**Work task**
In the records below, find the line holding "filename glimmer-core/src/device_map.rs" and the line holding "fn from_str(s: &str)". Set down both, with every line between them, exactly.

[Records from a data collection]
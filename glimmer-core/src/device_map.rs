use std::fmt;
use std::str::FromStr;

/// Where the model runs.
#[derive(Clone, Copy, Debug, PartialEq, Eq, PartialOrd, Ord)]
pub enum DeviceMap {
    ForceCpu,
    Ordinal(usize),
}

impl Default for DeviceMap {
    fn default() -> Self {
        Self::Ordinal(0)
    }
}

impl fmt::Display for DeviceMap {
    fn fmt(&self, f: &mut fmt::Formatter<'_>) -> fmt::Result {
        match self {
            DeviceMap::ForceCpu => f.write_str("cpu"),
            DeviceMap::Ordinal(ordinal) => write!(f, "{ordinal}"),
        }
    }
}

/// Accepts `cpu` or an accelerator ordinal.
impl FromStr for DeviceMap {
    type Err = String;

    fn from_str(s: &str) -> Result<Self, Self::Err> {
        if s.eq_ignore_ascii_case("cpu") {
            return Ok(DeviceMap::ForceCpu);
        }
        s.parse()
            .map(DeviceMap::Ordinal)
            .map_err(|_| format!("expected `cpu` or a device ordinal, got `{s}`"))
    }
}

* * *

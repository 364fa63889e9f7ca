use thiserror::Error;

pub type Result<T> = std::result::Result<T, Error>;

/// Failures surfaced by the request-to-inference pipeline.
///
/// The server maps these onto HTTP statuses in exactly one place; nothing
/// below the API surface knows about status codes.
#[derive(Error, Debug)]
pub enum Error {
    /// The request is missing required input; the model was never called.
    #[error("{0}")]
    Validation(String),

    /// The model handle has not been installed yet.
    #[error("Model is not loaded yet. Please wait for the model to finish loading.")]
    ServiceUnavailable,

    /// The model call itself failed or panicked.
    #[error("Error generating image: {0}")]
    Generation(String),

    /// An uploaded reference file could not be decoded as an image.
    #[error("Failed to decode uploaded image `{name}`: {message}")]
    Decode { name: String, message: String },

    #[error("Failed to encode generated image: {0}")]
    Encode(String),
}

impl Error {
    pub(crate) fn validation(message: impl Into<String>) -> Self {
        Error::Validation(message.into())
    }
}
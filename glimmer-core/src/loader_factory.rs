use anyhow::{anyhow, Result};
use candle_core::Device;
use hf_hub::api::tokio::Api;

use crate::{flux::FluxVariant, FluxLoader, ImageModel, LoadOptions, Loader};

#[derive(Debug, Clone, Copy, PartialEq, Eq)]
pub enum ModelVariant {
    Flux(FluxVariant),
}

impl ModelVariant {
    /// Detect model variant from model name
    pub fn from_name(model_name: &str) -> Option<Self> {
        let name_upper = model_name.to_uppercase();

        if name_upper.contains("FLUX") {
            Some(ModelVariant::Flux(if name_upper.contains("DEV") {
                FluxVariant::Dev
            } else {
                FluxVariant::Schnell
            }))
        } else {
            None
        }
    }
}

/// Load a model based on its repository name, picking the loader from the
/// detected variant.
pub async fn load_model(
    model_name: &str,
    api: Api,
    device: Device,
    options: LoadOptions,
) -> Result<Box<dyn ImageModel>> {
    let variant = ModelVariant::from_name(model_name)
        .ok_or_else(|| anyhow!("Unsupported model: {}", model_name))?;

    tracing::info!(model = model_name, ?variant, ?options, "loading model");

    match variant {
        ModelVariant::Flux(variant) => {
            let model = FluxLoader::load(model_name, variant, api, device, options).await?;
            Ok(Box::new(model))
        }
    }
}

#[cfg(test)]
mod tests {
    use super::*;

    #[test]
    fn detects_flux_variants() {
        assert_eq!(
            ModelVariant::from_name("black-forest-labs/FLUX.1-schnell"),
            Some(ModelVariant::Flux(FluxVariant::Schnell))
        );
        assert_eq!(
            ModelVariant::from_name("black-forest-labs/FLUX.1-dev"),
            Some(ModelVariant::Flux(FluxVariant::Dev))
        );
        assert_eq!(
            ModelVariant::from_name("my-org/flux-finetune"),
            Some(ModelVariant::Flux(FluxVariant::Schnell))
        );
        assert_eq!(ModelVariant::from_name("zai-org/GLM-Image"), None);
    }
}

* * *

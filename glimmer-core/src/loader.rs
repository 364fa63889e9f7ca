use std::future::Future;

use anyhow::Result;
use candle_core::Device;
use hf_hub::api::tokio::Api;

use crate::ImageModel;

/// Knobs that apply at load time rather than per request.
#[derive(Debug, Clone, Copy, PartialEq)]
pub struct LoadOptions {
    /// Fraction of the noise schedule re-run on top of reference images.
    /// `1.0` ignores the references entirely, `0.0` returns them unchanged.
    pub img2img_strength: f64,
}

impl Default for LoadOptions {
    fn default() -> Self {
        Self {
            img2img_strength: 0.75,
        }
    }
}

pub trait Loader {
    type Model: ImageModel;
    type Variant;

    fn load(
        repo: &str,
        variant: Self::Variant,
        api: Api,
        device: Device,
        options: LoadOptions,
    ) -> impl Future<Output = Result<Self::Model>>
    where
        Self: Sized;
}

**Result for this exercise**
filename glimmer-core/src/device_map.rs
use std::fmt;
use std::str::FromStr;

/// Where the model runs.
#[derive(Clone, Copy, Debug, PartialEq, Eq, PartialOrd, Ord)]
pub enum DeviceMap {
    ForceCpu,
    Ordinal(usize),
}

impl Default for DeviceMap {
    fn default() -> Self {
        Self::Ordinal(0)
    }
}

impl fmt::Display for DeviceMap {
    fn fmt(&self, f: &mut fmt::Formatter<'_>) -> fmt::Result {
        match self {
            DeviceMap::ForceCpu => f.write_str("cpu"),
            DeviceMap::Ordinal(ordinal) => write!(f, "{ordinal}"),
        }
    }
}

/// Accepts `cpu` or an accelerator ordinal.
impl FromStr for DeviceMap {
    type Err = String;

    fn from_str(s: &str) -> Result<Self, Self::Err> {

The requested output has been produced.